新生児の世話をする親や保育者にとって、乳児に栄養を与えて健康を維持するために欠かせないのが乳児用粉ミルクだ。
乳児用粉ミルクの市場規模は470億ドルにのぼる。この市場では、ダノン(Danone)、ネスレ(Nestlé:傘下のガーバー[GERBER]が粉ミルクを生産)、アボット(Abbott:商品名はシミラック[SIMILAC])、ミード・ジョンソン(Mead Johnson:商品名はエンファミル[ENFAMIL])などのメーカーが、できるだけ母乳に近い粉ミルクを生産しようと取り組んでいる。
とはいえ、それは決して容易ではない。母乳には、乳糖(ラクトース)や脂質に加え、数百種類もの成分が含まれている。その内容は母親によってさまざまであるうえに、授乳ごとでも変化するのだ。
そうした成分のひとつがラクトフェリンだ。ラクトフェリンは、母乳に含まれるたんぱく質のなかで2番目に多い。抗菌作用と抗ウイルス作用を持ち、新生児が免疫機能を作る際にとりわけ重要だ。さらに、母乳に含まれる鉄分の吸収を助ける働きも持つ。
ところが、乳児用粉ミルクにラクトフェリンを配合するのはそう簡単ではない。多くの粉ミルクには、代わりにウシ(牛)ラクトフェリンが配合されているが、理想的だとは言えない。ウシラクトフェリンは牛乳から抽出されるのだが、その精製工程はお金がかかるうえに、ほかの栄養素を除去してしまうからだ。

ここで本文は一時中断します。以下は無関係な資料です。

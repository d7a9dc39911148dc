//! Type definitions
use std::fmt;
use std::str::FromStr;

use crate::error::KernelError;

/// Evaluation Mode
#[derive(Clone, Copy, Debug, PartialEq, Eq)]
#[repr(C)]
pub enum EvalType {
    /// Only values required
    Value,
    /// Both values and derivatives required
    ValueDeriv,
}

/// Identifier of a kernel-apply backend.
#[derive(Clone, Copy, Debug, Default, PartialEq, Eq)]
pub enum BackendType {
    /// Direct pairwise summation.
    #[default]
    Direct,
    /// Fast far-field evaluator (fast multipole type).
    Fast,
}

impl BackendType {
    /// Names accepted by [BackendType::from_str].
    pub const VALID_NAMES: &'static str = "direct, numba, fast, fmm";

    /// Canonical name of the backend.
    pub fn name(&self) -> &'static str {
        match self {
            BackendType::Direct => "direct",
            BackendType::Fast => "fast",
        }
    }
}

impl fmt::Display for BackendType {
    fn fmt(&self, f: &mut fmt::Formatter<'_>) -> fmt::Result {
        f.write_str(self.name())
    }
}

impl FromStr for BackendType {
    type Err = KernelError;

    fn from_str(s: &str) -> Result<Self, Self::Err> {
        match s.to_ascii_lowercase().as_str() {
            "direct" | "numba" => Ok(BackendType::Direct),
            "fast" | "fmm" => Ok(BackendType::Fast),
            _ => Err(KernelError::UnknownBackend {
                name: s.to_string(),
                valid: Self::VALID_NAMES,
            }),
        }
    }
}

/// An ordered set of points in the plane.
///
/// The x and y components are stored in two separate slices of equal length.
#[derive(Debug)]
pub struct PointSet<'a, T> {
    x: &'a [T],
    y: &'a [T],
}

impl<'a, T> Clone for PointSet<'a, T> {
    fn clone(&self) -> Self {
        *self
    }
}

impl<'a, T> Copy for PointSet<'a, T> {}

impl<'a, T> PointSet<'a, T> {
    /// Create a point set from its x and y components.
    pub fn new(x: &'a [T], y: &'a [T]) -> Self {
        assert_eq!(
            x.len(),
            y.len(),
            "x and y components must have the same number of points"
        );
        Self { x, y }
    }

    /// Create a point set from a slice `[x_1, ..., x_N, y_1, ..., y_N]`.
    pub fn from_components(points: &'a [T]) -> Self {
        assert_eq!(
            points.len() % 2,
            0,
            "points must hold x and y components"
        );
        let (x, y) = points.split_at(points.len() / 2);
        Self { x, y }
    }

    /// The x components.
    pub fn x(&self) -> &'a [T] {
        self.x
    }

    /// The y components.
    pub fn y(&self) -> &'a [T] {
        self.y
    }

    /// Number of points.
    pub fn len(&self) -> usize {
        self.x.len()
    }

    /// True if the set contains no points.
    pub fn is_empty(&self) -> bool {
        self.x.is_empty()
    }
}

/// A dipole layer: one strength and one orientation per source point.
#[derive(Debug)]
pub struct Dipoles<'a, T> {
    strengths: &'a [T],
    orientation: PointSet<'a, T>,
}

impl<'a, T> Clone for Dipoles<'a, T> {
    fn clone(&self) -> Self {
        *self
    }
}

impl<'a, T> Copy for Dipoles<'a, T> {}

impl<'a, T> Dipoles<'a, T> {
    /// Create a dipole layer.
    pub fn new(strengths: &'a [T], orientation: PointSet<'a, T>) -> Self {
        assert_eq!(
            strengths.len(),
            orientation.len(),
            "each dipole strength needs an orientation"
        );
        Self {
            strengths,
            orientation,
        }
    }

    /// Dipole strengths.
    pub fn strengths(&self) -> &'a [T] {
        self.strengths
    }

    /// Dipole orientations.
    pub fn orientation(&self) -> PointSet<'a, T> {
        self.orientation
    }

    /// Number of dipoles.
    pub fn len(&self) -> usize {
        self.strengths.len()
    }

    /// True if there are no dipoles.
    pub fn is_empty(&self) -> bool {
        self.strengths.is_empty()
    }
}

/// Charge and dipole strengths attached to the source points.
#[derive(Debug)]
pub struct LayerStrengths<'a, T> {
    /// Charge (monopole) strengths.
    pub charge: Option<&'a [T]>,
    /// Dipole strengths together with their orientations.
    pub dipoles: Option<Dipoles<'a, T>>,
}

impl<'a, T> Clone for LayerStrengths<'a, T> {
    fn clone(&self) -> Self {
        *self
    }
}

impl<'a, T> Copy for LayerStrengths<'a, T> {}

impl<'a, T> Default for LayerStrengths<'a, T> {
    fn default() -> Self {
        Self {
            charge: None,
            dipoles: None,
        }
    }
}

impl<'a, T> LayerStrengths<'a, T> {
    /// Charge layer only.
    pub fn charge(charge: &'a [T]) -> Self {
        Self {
            charge: Some(charge),
            dipoles: None,
        }
    }

    /// Dipole layer only.
    pub fn dipole(dipoles: Dipoles<'a, T>) -> Self {
        Self {
            charge: None,
            dipoles: Some(dipoles),
        }
    }

    /// Charge and dipole layer.
    pub fn charge_and_dipole(charge: &'a [T], dipoles: Dipoles<'a, T>) -> Self {
        Self {
            charge: Some(charge),
            dipoles: Some(dipoles),
        }
    }

    /// True if a charge layer is present.
    pub fn has_charge(&self) -> bool {
        self.charge.is_some()
    }

    /// True if a dipole layer is present.
    pub fn has_dipole(&self) -> bool {
        self.dipoles.is_some()
    }
}

/// Layers included in an assembled kernel matrix.
#[derive(Debug)]
pub struct MatrixLayers<'a, T> {
    charge: bool,
    dipole: bool,
    dipvec: Option<PointSet<'a, T>>,
}

impl<'a, T> Clone for MatrixLayers<'a, T> {
    fn clone(&self) -> Self {
        *self
    }
}

impl<'a, T> Copy for MatrixLayers<'a, T> {}

impl<'a, T> MatrixLayers<'a, T> {
    /// Create from the charge and dipole switches.
    ///
    /// A dipole contribution requires the dipole orientations.
    pub fn new(charge: bool, dipole: bool, dipvec: Option<PointSet<'a, T>>) -> Self {
        assert!(
            !dipole || dipvec.is_some(),
            "dipole contributions require dipole orientations"
        );
        Self {
            charge,
            dipole,
            dipvec,
        }
    }

    /// Neither charges nor dipoles. The matrix is zero.
    pub fn none() -> Self {
        Self::new(false, false, None)
    }

    /// Charge contribution only.
    pub fn charge() -> Self {
        Self::new(true, false, None)
    }

    /// Dipole contribution only.
    pub fn dipole(dipvec: PointSet<'a, T>) -> Self {
        Self::new(false, true, Some(dipvec))
    }

    /// Charge and dipole contributions.
    pub fn charge_and_dipole(dipvec: PointSet<'a, T>) -> Self {
        Self::new(true, true, Some(dipvec))
    }

    /// True if the charge contribution is included.
    pub fn has_charge(&self) -> bool {
        self.charge
    }

    /// True if the dipole contribution is included.
    pub fn has_dipole(&self) -> bool {
        self.dipole
    }

    /// Dipole orientations if a dipole contribution is included.
    pub fn dipvec(&self) -> Option<PointSet<'a, T>> {
        if self.dipole {
            self.dipvec
        } else {
            None
        }
    }

    /// True if the matrix has any content.
    pub fn is_empty(&self) -> bool {
        !(self.charge || self.dipole)
    }
}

マサチューセッツ州ボストンのバイオテック企業が密集する地域にある合成生物企業コナジェン(Conagen)は2020年3月、母乳に含まれるラクトフェリンにきわめて近いラクトフェリンを生産するプロセスを開発したと発表した。同社の研究者らは、バイオ技術を用いたラクトフェリンの発酵プロセスを開発。そのプロセスは、パンやチーズ、ワインの発酵過程と同様であり、より質の高いラクトフェリンが生産できるという。
そのため、コナジェンのラクトフェリンは、ほかの代替成分と比べると、その効能が母乳にきわめて似ている。バイオ技術で処理されたこの成分によって、乳児用粉ミルクはかつてないほど母乳に近づくかもしれない。